• _PROBLEM_
Read through the entries below and return each line with the word "before".
━━━━━━━━━━━━━━━━━━━━
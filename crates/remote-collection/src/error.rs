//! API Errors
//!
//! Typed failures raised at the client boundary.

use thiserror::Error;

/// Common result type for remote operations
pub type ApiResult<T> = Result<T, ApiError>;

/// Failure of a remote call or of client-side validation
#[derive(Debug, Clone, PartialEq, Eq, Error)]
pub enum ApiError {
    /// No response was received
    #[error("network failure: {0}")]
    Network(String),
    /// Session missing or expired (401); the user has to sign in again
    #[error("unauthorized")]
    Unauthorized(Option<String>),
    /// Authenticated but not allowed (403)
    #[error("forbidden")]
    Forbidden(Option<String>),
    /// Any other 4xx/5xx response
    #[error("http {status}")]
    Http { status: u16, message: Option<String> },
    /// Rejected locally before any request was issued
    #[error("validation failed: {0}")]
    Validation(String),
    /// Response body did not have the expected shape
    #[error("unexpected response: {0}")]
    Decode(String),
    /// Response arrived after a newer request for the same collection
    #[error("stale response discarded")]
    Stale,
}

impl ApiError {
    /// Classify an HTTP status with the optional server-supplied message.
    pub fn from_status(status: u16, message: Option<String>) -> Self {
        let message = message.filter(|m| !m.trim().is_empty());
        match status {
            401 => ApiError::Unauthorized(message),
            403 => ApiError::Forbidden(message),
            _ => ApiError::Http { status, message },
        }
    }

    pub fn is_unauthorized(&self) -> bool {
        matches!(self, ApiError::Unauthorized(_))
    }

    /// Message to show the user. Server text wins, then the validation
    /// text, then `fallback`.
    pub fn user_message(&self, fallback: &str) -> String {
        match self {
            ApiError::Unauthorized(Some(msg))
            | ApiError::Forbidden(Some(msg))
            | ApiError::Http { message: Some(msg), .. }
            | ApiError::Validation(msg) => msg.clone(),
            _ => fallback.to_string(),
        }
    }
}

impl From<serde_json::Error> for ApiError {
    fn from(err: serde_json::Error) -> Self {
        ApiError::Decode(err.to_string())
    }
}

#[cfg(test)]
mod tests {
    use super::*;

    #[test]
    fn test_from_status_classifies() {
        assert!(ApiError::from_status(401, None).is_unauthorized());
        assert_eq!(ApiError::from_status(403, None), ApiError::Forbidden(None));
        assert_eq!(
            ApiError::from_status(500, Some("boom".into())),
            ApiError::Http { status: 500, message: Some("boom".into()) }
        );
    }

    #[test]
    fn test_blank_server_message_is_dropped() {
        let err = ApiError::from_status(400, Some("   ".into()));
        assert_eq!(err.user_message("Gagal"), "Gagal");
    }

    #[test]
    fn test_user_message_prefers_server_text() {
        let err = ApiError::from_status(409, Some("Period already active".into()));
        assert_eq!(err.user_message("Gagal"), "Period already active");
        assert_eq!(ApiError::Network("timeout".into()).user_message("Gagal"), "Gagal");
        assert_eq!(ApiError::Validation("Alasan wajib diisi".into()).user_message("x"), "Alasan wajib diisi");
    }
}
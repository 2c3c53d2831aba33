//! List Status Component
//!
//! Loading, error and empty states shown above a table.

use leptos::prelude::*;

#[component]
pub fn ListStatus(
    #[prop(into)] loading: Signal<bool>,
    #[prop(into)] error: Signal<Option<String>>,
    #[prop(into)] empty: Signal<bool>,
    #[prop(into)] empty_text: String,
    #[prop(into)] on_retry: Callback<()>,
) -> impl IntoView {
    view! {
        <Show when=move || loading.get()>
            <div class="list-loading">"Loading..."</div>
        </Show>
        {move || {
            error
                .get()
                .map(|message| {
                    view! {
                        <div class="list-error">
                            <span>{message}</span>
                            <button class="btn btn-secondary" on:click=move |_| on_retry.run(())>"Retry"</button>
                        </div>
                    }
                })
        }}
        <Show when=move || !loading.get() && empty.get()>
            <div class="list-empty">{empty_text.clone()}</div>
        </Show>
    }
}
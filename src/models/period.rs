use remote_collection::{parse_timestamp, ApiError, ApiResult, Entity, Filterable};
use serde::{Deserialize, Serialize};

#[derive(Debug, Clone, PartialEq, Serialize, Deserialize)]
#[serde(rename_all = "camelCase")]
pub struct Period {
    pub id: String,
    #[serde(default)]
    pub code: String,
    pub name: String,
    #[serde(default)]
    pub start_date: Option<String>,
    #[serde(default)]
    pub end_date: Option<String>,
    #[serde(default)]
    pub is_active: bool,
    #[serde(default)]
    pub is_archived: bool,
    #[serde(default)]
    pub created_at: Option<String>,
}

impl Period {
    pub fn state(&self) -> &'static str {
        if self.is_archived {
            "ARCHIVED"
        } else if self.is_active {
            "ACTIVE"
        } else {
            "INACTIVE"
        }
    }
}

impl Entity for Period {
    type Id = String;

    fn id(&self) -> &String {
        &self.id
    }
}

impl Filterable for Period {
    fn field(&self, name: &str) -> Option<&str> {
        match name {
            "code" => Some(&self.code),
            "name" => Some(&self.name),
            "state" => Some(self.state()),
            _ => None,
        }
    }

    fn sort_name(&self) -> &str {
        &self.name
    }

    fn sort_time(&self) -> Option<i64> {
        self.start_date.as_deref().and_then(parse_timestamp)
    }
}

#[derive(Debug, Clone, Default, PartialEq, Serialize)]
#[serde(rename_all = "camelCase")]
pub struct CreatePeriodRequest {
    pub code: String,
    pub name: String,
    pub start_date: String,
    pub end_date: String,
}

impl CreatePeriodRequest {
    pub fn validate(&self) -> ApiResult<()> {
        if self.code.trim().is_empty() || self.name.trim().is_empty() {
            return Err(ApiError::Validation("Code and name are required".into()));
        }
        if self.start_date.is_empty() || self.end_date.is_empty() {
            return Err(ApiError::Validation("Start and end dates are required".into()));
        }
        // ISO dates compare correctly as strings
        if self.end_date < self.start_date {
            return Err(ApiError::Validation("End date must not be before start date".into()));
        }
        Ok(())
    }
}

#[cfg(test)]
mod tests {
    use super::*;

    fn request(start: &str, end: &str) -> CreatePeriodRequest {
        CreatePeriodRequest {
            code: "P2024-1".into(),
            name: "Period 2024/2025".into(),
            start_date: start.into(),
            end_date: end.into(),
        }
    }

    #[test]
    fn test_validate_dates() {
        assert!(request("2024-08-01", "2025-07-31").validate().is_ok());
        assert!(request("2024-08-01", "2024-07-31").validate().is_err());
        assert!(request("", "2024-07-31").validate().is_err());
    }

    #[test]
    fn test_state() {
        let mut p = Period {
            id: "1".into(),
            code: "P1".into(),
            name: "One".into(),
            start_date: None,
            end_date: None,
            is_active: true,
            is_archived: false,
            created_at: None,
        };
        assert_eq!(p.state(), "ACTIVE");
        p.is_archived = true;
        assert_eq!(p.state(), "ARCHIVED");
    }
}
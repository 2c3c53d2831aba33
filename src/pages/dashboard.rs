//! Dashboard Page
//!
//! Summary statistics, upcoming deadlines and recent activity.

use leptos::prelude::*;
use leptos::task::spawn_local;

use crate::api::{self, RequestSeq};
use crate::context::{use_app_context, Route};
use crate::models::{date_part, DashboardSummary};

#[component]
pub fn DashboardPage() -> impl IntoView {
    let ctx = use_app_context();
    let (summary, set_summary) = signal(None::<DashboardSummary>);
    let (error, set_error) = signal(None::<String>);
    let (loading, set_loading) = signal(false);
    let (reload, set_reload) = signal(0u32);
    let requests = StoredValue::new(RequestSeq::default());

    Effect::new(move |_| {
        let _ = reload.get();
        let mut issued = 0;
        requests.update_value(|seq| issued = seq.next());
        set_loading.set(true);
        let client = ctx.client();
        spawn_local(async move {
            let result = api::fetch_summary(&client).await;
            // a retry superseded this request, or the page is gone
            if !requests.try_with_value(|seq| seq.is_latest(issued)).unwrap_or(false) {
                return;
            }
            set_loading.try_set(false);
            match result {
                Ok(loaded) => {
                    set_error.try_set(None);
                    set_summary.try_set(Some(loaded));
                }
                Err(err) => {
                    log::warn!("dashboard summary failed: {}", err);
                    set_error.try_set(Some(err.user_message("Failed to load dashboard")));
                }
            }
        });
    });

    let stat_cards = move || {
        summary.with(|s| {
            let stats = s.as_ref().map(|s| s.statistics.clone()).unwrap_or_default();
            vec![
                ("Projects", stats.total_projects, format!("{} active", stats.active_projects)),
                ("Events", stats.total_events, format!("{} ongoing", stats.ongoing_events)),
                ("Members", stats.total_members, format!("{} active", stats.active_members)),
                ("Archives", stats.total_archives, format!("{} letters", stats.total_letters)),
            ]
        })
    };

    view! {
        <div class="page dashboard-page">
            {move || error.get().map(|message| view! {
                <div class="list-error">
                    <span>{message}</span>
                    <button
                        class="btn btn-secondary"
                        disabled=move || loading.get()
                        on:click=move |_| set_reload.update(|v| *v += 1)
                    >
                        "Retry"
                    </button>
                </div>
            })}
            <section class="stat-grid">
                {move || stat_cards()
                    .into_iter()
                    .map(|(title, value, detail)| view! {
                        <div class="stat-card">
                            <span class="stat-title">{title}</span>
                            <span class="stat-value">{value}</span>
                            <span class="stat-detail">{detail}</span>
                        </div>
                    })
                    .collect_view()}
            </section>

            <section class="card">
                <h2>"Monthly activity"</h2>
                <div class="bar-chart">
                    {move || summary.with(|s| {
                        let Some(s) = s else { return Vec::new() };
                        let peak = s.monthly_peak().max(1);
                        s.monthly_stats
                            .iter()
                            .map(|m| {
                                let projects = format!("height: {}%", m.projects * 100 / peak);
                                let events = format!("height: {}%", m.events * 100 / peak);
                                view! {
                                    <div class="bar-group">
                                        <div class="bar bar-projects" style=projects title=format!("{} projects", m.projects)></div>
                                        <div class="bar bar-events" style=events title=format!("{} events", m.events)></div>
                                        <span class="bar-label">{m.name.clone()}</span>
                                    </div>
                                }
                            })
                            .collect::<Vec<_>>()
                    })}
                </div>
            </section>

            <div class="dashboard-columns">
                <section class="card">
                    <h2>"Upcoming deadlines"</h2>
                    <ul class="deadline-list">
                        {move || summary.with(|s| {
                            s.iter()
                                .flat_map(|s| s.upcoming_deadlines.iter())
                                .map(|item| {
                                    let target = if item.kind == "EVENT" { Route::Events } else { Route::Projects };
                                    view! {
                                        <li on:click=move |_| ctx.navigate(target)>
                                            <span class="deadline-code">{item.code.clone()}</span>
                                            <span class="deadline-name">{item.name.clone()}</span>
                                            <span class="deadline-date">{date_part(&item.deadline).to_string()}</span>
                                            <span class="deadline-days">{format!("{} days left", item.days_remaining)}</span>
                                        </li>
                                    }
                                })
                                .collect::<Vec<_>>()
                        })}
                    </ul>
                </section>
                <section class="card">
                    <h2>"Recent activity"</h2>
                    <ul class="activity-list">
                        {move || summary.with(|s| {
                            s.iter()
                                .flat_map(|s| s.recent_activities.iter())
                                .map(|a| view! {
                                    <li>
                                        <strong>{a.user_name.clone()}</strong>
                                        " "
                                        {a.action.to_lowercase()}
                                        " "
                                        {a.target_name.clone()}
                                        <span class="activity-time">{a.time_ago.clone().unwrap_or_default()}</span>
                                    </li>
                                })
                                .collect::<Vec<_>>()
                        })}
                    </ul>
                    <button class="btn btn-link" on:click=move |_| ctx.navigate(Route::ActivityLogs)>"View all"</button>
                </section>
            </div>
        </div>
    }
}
━━━━━━━━━━━━━━━━━━━━
• _OUTPUT OF THE EXERCISE_
    /// Rejected locally before any request was issued
            return Err(ApiError::Validation("End date must not be before start date".into()));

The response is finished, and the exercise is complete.